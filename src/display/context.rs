use crate::display::clock::ClockReading;
use crate::display::icons::IconStore;
use crate::display::overlay::{CalendarOverlay, Overlay};
use crate::display::renderer::ScrollPolicy;
use crate::display::surface::Surface;
#[cfg(feature = "bitmap")]
use crate::display::{MATRIX_HEIGHT, MATRIX_WIDTH};
use embedded_graphics::pixelcolor::{Rgb888, RgbColor};

/// Side length of the small bitmap shown next to text
#[cfg(feature = "bitmap")]
pub const SMALL_BITMAP_SIZE: usize = 8;

/// Startup-time rendering choices shared by every slot
#[derive(Clone, Debug)]
pub struct RenderSettings {
    pub scroll_policy: ScrollPolicy,

    /// Full scroll passes a long text must complete before rotation
    pub scroll_count: u32,

    /// Milliseconds per scroll step
    pub scroll_interval_ms: u64,

    /// Milliseconds per 1° hue step of the accent color
    pub rainbow_interval_ms: u64,

    pub time_format: String,
    pub date_format: String,

    pub default_font_offset: (i32, i32),
    pub special_font_offset: (i32, i32),
}

impl Default for RenderSettings {
    fn default() -> Self {
        Self {
            scroll_policy: ScrollPolicy::default(),
            scroll_count: 2,
            scroll_interval_ms: 80,
            rainbow_interval_ms: 32,
            time_format: "%H:%M".to_string(),
            date_format: "%d.%m.".to_string(),
            default_font_offset: (1, 6),
            special_font_offset: (1, 5),
        }
    }
}

impl RenderSettings {
    /// (x, y) offsets for the selected font preset
    pub fn font_offset(&self, default_font: bool) -> (i32, i32) {
        if default_font {
            self.default_font_offset
        } else {
            self.special_font_offset
        }
    }
}

/// State shared by all slots on one matrix.
pub struct DisplayContext {
    pub settings: RenderSettings,

    /// Advanced by the scheduler, wraps at the active slot's scroll reset
    pub scroll_step: i32,

    /// Degrees, always below 360
    pub hue: u16,
    pub accent_color: Rgb888,
    pub last_rainbow_time: u64,
    pub last_anim_time: u64,

    /// Drawing is suppressed while false
    pub running: bool,

    /// Reserves two columns on the left for the gauge
    pub display_gauge: bool,
    pub show_day_of_month: bool,

    pub alarm_color: Rgb888,
    pub icons: IconStore,

    /// Full-matrix raw bitmap, row-major
    #[cfg(feature = "bitmap")]
    pub bitmap: Vec<Rgb888>,

    /// Small bitmap shown beside text, row-major
    #[cfg(feature = "bitmap")]
    pub sbitmap: Vec<Rgb888>,

    pub overlay: Box<dyn Overlay>,
}

impl DisplayContext {
    pub fn new(settings: RenderSettings, icons: IconStore) -> Self {
        Self {
            settings,
            scroll_step: 0,
            hue: 0,
            accent_color: Rgb888::RED,
            last_rainbow_time: 0,
            last_anim_time: 0,
            running: true,
            display_gauge: false,
            show_day_of_month: false,
            alarm_color: Rgb888::new(255, 0, 0),
            icons,
            #[cfg(feature = "bitmap")]
            bitmap: vec![Rgb888::BLACK; (MATRIX_WIDTH * MATRIX_HEIGHT) as usize],
            #[cfg(feature = "bitmap")]
            sbitmap: vec![Rgb888::BLACK; SMALL_BITMAP_SIZE * SMALL_BITMAP_SIZE],
            overlay: Box::new(CalendarOverlay::default()),
        }
    }

    pub fn draw_day_of_month(&mut self, surface: &mut dyn Surface, reading: &ClockReading) {
        self.overlay
            .draw_day_of_month(surface, reading, self.show_day_of_month);
    }

    pub fn draw_day_of_week(&mut self, surface: &mut dyn Surface, reading: &ClockReading, small: bool) {
        self.overlay
            .draw_day_of_week(surface, reading, self.show_day_of_month, small);
    }

    /// Advance the scroll position by one, wrapping at `scroll_reset`.
    pub fn advance_scroll(&mut self, scroll_reset: i32) {
        self.scroll_step += 1;
        if scroll_reset > 0 && self.scroll_step >= scroll_reset {
            self.scroll_step = 0;
        }
    }
}
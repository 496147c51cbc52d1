use crate::display::context::RenderSettings;
use crate::display::renderer::ScrollPolicy;
use crate::display::surface::{FontKind, Surface, TextAlign};
use crate::display::MATRIX_WIDTH;
use crate::models::mode::ICON_MARGIN;
use crate::models::Slot;
use log::debug;

/// Text narrower than this fits without scrolling in text modes
pub const TEXT_FIT_THRESHOLD: i32 = 32;

/// Text narrower than this fits beside an icon
pub const ICON_FIT_THRESHOLD: i32 = 23;

impl Slot {
    /// Measure `text` and derive how long the slot must stay visible so the
    /// text completes `scroll_count` passes. Also sets `pixels` and `scroll_reset`.
    pub fn calc_scroll_time(
        &mut self,
        text: &str,
        screen_time: u32,
        surface: &dyn Surface,
        settings: &RenderSettings,
    ) {
        let bounds = surface.get_text_bounds(
            0,
            0,
            text,
            FontKind::for_slot(self.default_font),
            TextAlign::TopLeft,
        );
        self.pixels = bounds.width;

        let startx = self.mode.left_margin();
        let width = MATRIX_WIDTH - startx;

        if self.mode.is_scrolling() {
            let threshold = if startx == ICON_MARGIN {
                ICON_FIT_THRESHOLD
            } else {
                TEXT_FIT_THRESHOLD
            };
            let uniform = settings.scroll_policy == ScrollPolicy::LeftToRightUniform;

            self.screen_time = if !uniform && self.pixels < threshold {
                screen_time
            } else {
                scroll_duration(width, self.pixels, settings).max(screen_time)
            };
        }

        self.scroll_reset = width + self.pixels;

        debug!(
            "calc_scroll_time: mode: {} text: \"{}\" pixels {} calculated: {} defined: {} scroll_reset: {}",
            self.mode, text, self.pixels, self.screen_time, screen_time, self.scroll_reset
        );
    }
}

/// Whole seconds needed to scroll `pixels` of text `scroll_count` times
/// through `width` columns, rounded up.
pub fn scroll_duration(width: i32, pixels: i32, settings: &RenderSettings) -> u32 {
    let count = settings.scroll_count as u64;
    let max_steps = (count + 1) * width.max(0) as u64 + count * pixels.max(0) as u64;
    let duration_ms = max_steps * settings.scroll_interval_ms;
    duration_ms.div_ceil(1000).min(u32::MAX as u64) as u32
}
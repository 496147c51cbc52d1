use crate::display::context::DisplayContext;
use crate::models::Slot;
use embedded_graphics::pixelcolor::Rgb888;

/// Saturation of the accent color
const RAINBOW_SATURATION: f32 = 0.8;

/// Value of the accent color
const RAINBOW_VALUE: f32 = 0.8;

impl Slot {
    /// Advance the hue and the slot's icon frame if their intervals elapsed.
    pub fn update_screen(&self, ctx: &mut DisplayContext, now_ms: u64) {
        if now_ms.saturating_sub(ctx.last_rainbow_time) >= ctx.settings.rainbow_interval_ms {
            ctx.hue = (ctx.hue + 1) % 360;
            ctx.accent_color = hsv_to_rgb(ctx.hue, RAINBOW_SATURATION, RAINBOW_VALUE);
            ctx.last_rainbow_time = now_ms;
        }

        let elapsed = now_ms.saturating_sub(ctx.last_anim_time);
        if let Some(icon) = ctx.icons.get_mut(self.icon) {
            if elapsed >= icon.frame_duration_ms {
                icon.next_frame();
                ctx.last_anim_time = now_ms;
            }
        }
    }
}

/// Convert a hue in degrees plus saturation and value in 0..=1 to RGB.
pub fn hsv_to_rgb(hue: u16, s: f32, v: f32) -> Rgb888 {
    let h = (hue % 360) as f32 / 60.0;
    let c = v * s;
    let x = c * (1.0 - (h % 2.0 - 1.0).abs());
    let m = v - c;

    let (r, g, b) = match hue % 360 / 60 {
        0 => (c, x, 0.0),
        1 => (x, c, 0.0),
        2 => (0.0, c, x),
        3 => (0.0, x, c),
        4 => (x, 0.0, c),
        _ => (c, 0.0, x),
    };

    Rgb888::new(
        ((r + m) * 255.0).round() as u8,
        ((g + m) * 255.0).round() as u8,
        ((b + m) * 255.0).round() as u8,
    )
}

#[cfg(test)]
mod tests {
    use super::*;
    use crate::display::context::RenderSettings;
    use crate::display::icons::IconStore;
    use crate::models::SlotMode;

    fn context() -> DisplayContext {
        DisplayContext::new(RenderSettings::default(), IconStore::with_builtin())
    }

    #[test]
    fn primary_hues() {
        assert_eq!(hsv_to_rgb(0, 0.8, 0.8), Rgb888::new(204, 41, 41));
        assert_eq!(hsv_to_rgb(120, 0.8, 0.8), Rgb888::new(41, 204, 41));
        assert_eq!(hsv_to_rgb(240, 0.8, 0.8), Rgb888::new(41, 41, 204));
        assert_eq!(hsv_to_rgb(360, 0.8, 0.8), hsv_to_rgb(0, 0.8, 0.8));
    }

    #[test]
    fn hue_waits_for_interval() {
        let mut ctx = context();
        ctx.last_rainbow_time = 1_000;
        let slot = Slot::new();

        slot.update_screen(&mut ctx, 1_031);
        assert_eq!(ctx.hue, 0);
        slot.update_screen(&mut ctx, 1_032);
        assert_eq!(ctx.hue, 1);
        assert_eq!(ctx.last_rainbow_time, 1_032);
    }

    #[test]
    fn hue_wraps_below_360() {
        let mut ctx = context();
        let slot = Slot::new();
        let interval = ctx.settings.rainbow_interval_ms;

        for tick in 1..=359u64 {
            slot.update_screen(&mut ctx, tick * interval);
            assert_eq!(ctx.hue as u64, tick);
        }
        slot.update_screen(&mut ctx, 360 * interval);
        assert_eq!(ctx.hue, 0);
        assert_eq!(ctx.accent_color, hsv_to_rgb(0, 0.8, 0.8));
    }

    #[test]
    fn icon_advances_once_per_frame_duration() {
        let mut ctx = context();
        let heart = ctx.icons.find("heart").unwrap();
        let slot = Slot {
            mode: SlotMode::IconScreen,
            icon: heart,
            ..Slot::default()
        };
        let frame = |ctx: &DisplayContext| ctx.icons.get(heart).unwrap().current_frame();

        slot.update_screen(&mut ctx, 399);
        assert_eq!(frame(&ctx), 0);
        slot.update_screen(&mut ctx, 400);
        assert_eq!(frame(&ctx), 1);
        slot.update_screen(&mut ctx, 500);
        assert_eq!(frame(&ctx), 1);
        slot.update_screen(&mut ctx, 800);
        assert_eq!(frame(&ctx), 0);

        // a long gap still advances a single frame
        slot.update_screen(&mut ctx, 10_000);
        assert_eq!(frame(&ctx), 1);
        assert_eq!(ctx.last_anim_time, 10_000);
    }

    #[test]
    fn missing_icon_is_ignored() {
        let mut ctx = context();
        let slot = Slot {
            icon: 99,
            ..Slot::default()
        };
        slot.update_screen(&mut ctx, 5_000);
        assert_eq!(ctx.last_anim_time, 0);
    }
}
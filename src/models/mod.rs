pub mod icon;
pub mod mode;
pub mod slot;

pub use icon::{IconDefinition, IconFile};
pub use mode::{mode_name_from_raw, ContentKind, SlotMode};
pub use slot::Slot;
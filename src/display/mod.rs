pub mod canvas;
pub mod clock;
pub mod context;
pub mod icons;
pub mod overlay;
pub mod renderer;
pub mod surface;
pub mod update_loop;

/// Matrix width in pixels
pub const MATRIX_WIDTH: i32 = 32;

/// Matrix height in pixels
pub const MATRIX_HEIGHT: i32 = 8;
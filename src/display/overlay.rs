use crate::display::clock::ClockReading;
use crate::display::surface::{FontKind, Surface, TextAlign};
use crate::display::MATRIX_WIDTH;
use chrono::Datelike;
use embedded_graphics::pixelcolor::Rgb888;

/// Calendar decorations drawn next to clock and date content.
pub trait Overlay {
    /// Day number in the left columns; no-op unless `show_day_of_month`.
    fn draw_day_of_month(
        &mut self,
        surface: &mut dyn Surface,
        reading: &ClockReading,
        show_day_of_month: bool,
    );

    /// Weekday bar on the bottom row. `small` packs it into narrower segments.
    fn draw_day_of_week(
        &mut self,
        surface: &mut dyn Surface,
        reading: &ClockReading,
        show_day_of_month: bool,
        small: bool,
    );
}

/// Bottom row of the matrix
const WEEKDAY_ROW: i32 = 7;

#[derive(Clone, Debug)]
pub struct CalendarOverlay {
    pub today_color: Rgb888,
    pub weekday_color: Rgb888,
    pub day_of_month_color: Rgb888,
}

impl Default for CalendarOverlay {
    fn default() -> Self {
        Self {
            today_color: Rgb888::new(200, 200, 200),
            weekday_color: Rgb888::new(50, 50, 50),
            day_of_month_color: Rgb888::new(255, 80, 0),
        }
    }
}

impl Overlay for CalendarOverlay {
    fn draw_day_of_month(
        &mut self,
        surface: &mut dyn Surface,
        reading: &ClockReading,
        show_day_of_month: bool,
    ) {
        if !show_day_of_month {
            return;
        }

        let day = reading.time.day().to_string();
        surface.print(
            4,
            5,
            FontKind::Special,
            self.day_of_month_color,
            TextAlign::BaselineCenter,
            &day,
        );
    }

    fn draw_day_of_week(
        &mut self,
        surface: &mut dyn Surface,
        reading: &ClockReading,
        show_day_of_month: bool,
        small: bool,
    ) {
        let segment = if small || show_day_of_month { 2 } else { 3 };
        let total = 7 * segment + 6;
        let start = if show_day_of_month && !small {
            10
        } else {
            (MATRIX_WIDTH - total) / 2
        };
        let today = reading.time.weekday().num_days_from_monday() as i32;

        for day in 0..7 {
            let x0 = start + day * (segment + 1);
            let color = if day == today {
                self.today_color
            } else {
                self.weekday_color
            };
            surface.line(x0, WEEKDAY_ROW, x0 + segment - 1, WEEKDAY_ROW, color);
        }
    }
}
//! Logging setup for the ampsync tools
//!
//! Diagnostics go to stderr as `timestamp [LEVEL] message`, leaving stdout for
//! the operator reports printed by the tools themselves.

use tracing::Level;
use tracing_subscriber::{
    fmt::{format::Writer, FmtContext, FormatEvent, FormatFields},
    registry::LookupSpan,
    EnvFilter,
};

/// Custom format for log level with brackets: `[INFO]`, `[WARN]`, etc.
fn format_level(level: &Level) -> &'static str {
    match *level {
        Level::TRACE => "[TRACE]",
        Level::DEBUG => "[DEBUG]",
        Level::INFO => "[INFO]",
        Level::WARN => "[WARN]",
        Level::ERROR => "[ERROR]",
    }
}

/// Custom event formatter that outputs: `timestamp [LEVEL] message`
///
/// Example output: `2025-12-02T00:50:44.809Z [WARN] stop failed: ...`
struct BracketedLevelFormat;

impl<S, N> FormatEvent<S, N> for BracketedLevelFormat
where
    S: tracing::Subscriber + for<'a> LookupSpan<'a>,
    N: for<'a> FormatFields<'a> + 'static,
{
    fn format_event(
        &self,
        ctx: &FmtContext<'_, S, N>,
        mut writer: Writer<'_>,
        event: &tracing::Event<'_>,
    ) -> std::fmt::Result {
        let now = chrono::Utc::now();
        write!(writer, "{} ", now.format("%Y-%m-%dT%H:%M:%S%.3fZ"))?;

        let level = *event.metadata().level();
        if writer.has_ansi_escapes() {
            let color = match level {
                Level::TRACE => "\x1b[35m", // magenta
                Level::DEBUG => "\x1b[34m", // blue
                Level::INFO => "\x1b[32m",  // green
                Level::WARN => "\x1b[33m",  // yellow
                Level::ERROR => "\x1b[31m", // red
            };
            write!(writer, "{}{}\x1b[0m ", color, format_level(&level))?;
        } else {
            write!(writer, "{} ", format_level(&level))?;
        }

        ctx.field_format().format_fields(writer.by_ref(), event)?;

        writeln!(writer)
    }
}

/// Build the filter: `RUST_LOG` wins, otherwise `debug` when verbose, else `info`
fn build_filter(verbose: bool) -> EnvFilter {
    let default_level = if verbose { "debug" } else { "info" };
    EnvFilter::try_from_default_env().unwrap_or_else(|_| EnvFilter::new(default_level))
}

/// Install the global subscriber
///
/// Safe to call more than once; later calls are ignored.
pub fn init_logging(verbose: bool, ansi: bool) {
    let _ = tracing_subscriber::fmt()
        .with_env_filter(build_filter(verbose))
        .with_writer(std::io::stderr)
        .with_ansi(ansi)
        .event_format(BracketedLevelFormat)
        .try_init();
}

************

GOAL OF THE EXERCISE: Within the entries above, find each line where "shown" appears; copy every one.

RESPONSE TO THE EXERCISE:
/// Side length of the small bitmap shown next to text
    /// Small bitmap shown beside text, row-major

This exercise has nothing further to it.